Aim of the exercise
Reproduce, exactly and in full, only the lines below from the one containing "self.open_sessions.fetch_sub(1, Ordering::SeqCst);" through the one containing "let mut sampler".

Supplied records
= Beginning of Section =

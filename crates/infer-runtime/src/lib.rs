//! # infer-runtime
//!
//! Reference backend for the inference gateway: a deterministic [`ToyModel`], a
//! [`WordTokenizer`] to pair with it, and the [`Sampler`] that turns logits into
//! tokens according to [`infer_engine::GenerationParams`].

pub mod sampler;
pub mod tokenizer;
pub mod toy;

pub use sampler::{Sampler, SamplingError};
pub use tokenizer::{WordTokenizer, DEFAULT_VOCABULARY, EOS_TOKEN, UNK_TOKEN};
pub use toy::ToyModel;
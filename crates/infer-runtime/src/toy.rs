//! Deterministic toy language model.
//!
//! Logits are a fixed function of the context tokens, so greedy decoding always
//! produces the same continuation for the same context. The model is useful for
//! exercising the gateway end to end; it knows nothing about language.

use std::sync::atomic::{AtomicUsize, Ordering};
use std::time::Duration;

use infer_engine::{EngineError, GenerationParams, LanguageModel, Result, Session, TokenId};

use crate::sampler::Sampler;
use crate::tokenizer::{EOS_TOKEN, UNK_TOKEN};

/// Number of trailing context tokens that influence the next token.
const CONTEXT_WINDOW: usize = 8;

pub struct ToyModel {
    name: String,
    vocab_size: usize,
    step_delay: Duration,
    open_sessions: AtomicUsize,
}

impl ToyModel {
    /// `vocab_size` bounds the generated ids; pair it with the tokenizer's base length.
    pub fn new(name: impl Into<String>, vocab_size: usize) -> Self {
        Self {
            name: name.into(),
            vocab_size,
            step_delay: Duration::ZERO,
            open_sessions: AtomicUsize::new(0),
        }
    }

    /// Sleep this long per generated token, simulating a remote forward pass.
    pub fn with_step_delay(mut self, delay: Duration) -> Self {
        self.step_delay = delay;
        self
    }

    /// Sessions opened and not yet closed.
    pub fn open_sessions(&self) -> usize {
        self.open_sessions.load(Ordering::SeqCst)
    }

    fn forward(&self, context: &[TokenId]) -> Vec<f32> {
        let window = &context[context.len().saturating_sub(CONTEXT_WINDOW)..];
        let mut logits = vec![0.0f32; self.vocab_size];
        for (i, logit) in logits.iter_mut().enumerate() {
            let mut acc = 0.0f32;
            for (pos, &tid) in window.iter().enumerate() {
                acc += ((tid as f32 + 1.0) * (i as f32 + 1.0) + pos as f32).sin();
            }
            *logit = acc;
        }
        // Keep EOS rare so continuations have some length.
        if let Some(eos) = logits.get_mut(EOS_TOKEN as usize) {
            *eos -= 2.0;
        }
        // Never emit the out-of-vocabulary marker.
        if let Some(unk) = logits.get_mut(UNK_TOKEN as usize) {
            *unk = f32::MIN;
        }
        logits
    }
}

impl LanguageModel for ToyModel {
    fn name(&self) -> &str {
        &self.name
    }

    fn open_session(&self, max_length: usize) -> Result<Session> {
        if max_length == 0 {
            return Err(EngineError::InvalidParams(
                "session max_length must be positive".to_string(),
            ));
        }
        self.open_sessions.fetch_add(1, Ordering::SeqCst);
        Ok(Session::new(max_length))
    }

    fn close_session(&self, session: Session) -> Result<()> {
        tracing::debug!(model = %self.name, session = %session.id, tokens = session.position(), "closing session");
        self.open_sessions.fetch_sub(1, Ordering::SeqCst);
        Ok(())
    }

    fn generate(
        &self,
        inputs: &[TokenId],
        params: &GenerationParams,
        session: Option<&mut Session>,
    ) -> Result<Vec<TokenId>> {
        params.validate()?;

        let mut context: Vec<TokenId> = match &session {
            Some(s) => s.history().to_vec(),
            None => Vec::new(),
        };
        context.extend_from_slice(inputs);
        if context.is_empty() {
            return Err(EngineError::Inference(
                "no inputs and no session history to continue from".to_string(),
            ));
        }

        let budget = params.new_token_budget(context.len());
        if let Some(s) = &session {
            let needed = inputs.len().checked_add(budget);
            if needed.map_or(true, |n| n > s.remaining()) {
                return Err(EngineError::Inference(format!(
                    "session max_length {} exceeded: {} tokens used, {} inputs, {} new tokens requested",
                    s.max_length(),
                    s.position(),
                    inputs.len(),
                    budget
                )));
            }
        }

        let mut sampler = Sampler::from_params(params);
        let mut generated = Vec::new();
        for _ in 0..budget {
            if !self.step_delay.is_zero() {
                std::thread::sleep(self.step_delay);
            }
            let logits = self.forward(&context);
            let token = sampler
                .sample(&logits)
                .map_err(|e| EngineError::Inference(e.to_string()))? as TokenId;
            if token == EOS_TOKEN {
                break;
            }
            generated.push(token);
            context.push(token);
        }

        if let Some(s) = session {
            s.extend(inputs)?;
            s.extend(&generated)?;
        }
        Ok(generated)
    }
}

= End of Section =

Output
        self.open_sessions.fetch_sub(1, Ordering::SeqCst);
        Ok(())
    }

    fn generate(
        &self,
        inputs: &[TokenId],
        params: &GenerationParams,
        session: Option<&mut Session>,
    ) -> Result<Vec<TokenId>> {
        params.validate()?;

        let mut context: Vec<TokenId> = match &session {
            Some(s) => s.history().to_vec(),
            None => Vec::new(),
        };
        context.extend_from_slice(inputs);
        if context.is_empty() {
            return Err(EngineError::Inference(
                "no inputs and no session history to continue from".to_string(),
            ));
        }

        let budget = params.new_token_budget(context.len());
        if let Some(s) = &session {
            let needed = inputs.len().checked_add(budget);
            if needed.map_or(true, |n| n > s.remaining()) {
                return Err(EngineError::Inference(format!(
                    "session max_length {} exceeded: {} tokens used, {} inputs, {} new tokens requested",
                    s.max_length(),
                    s.position(),
                    inputs.len(),
                    budget
                )));
            }
        }

        let mut sampler = Sampler::from_params(params);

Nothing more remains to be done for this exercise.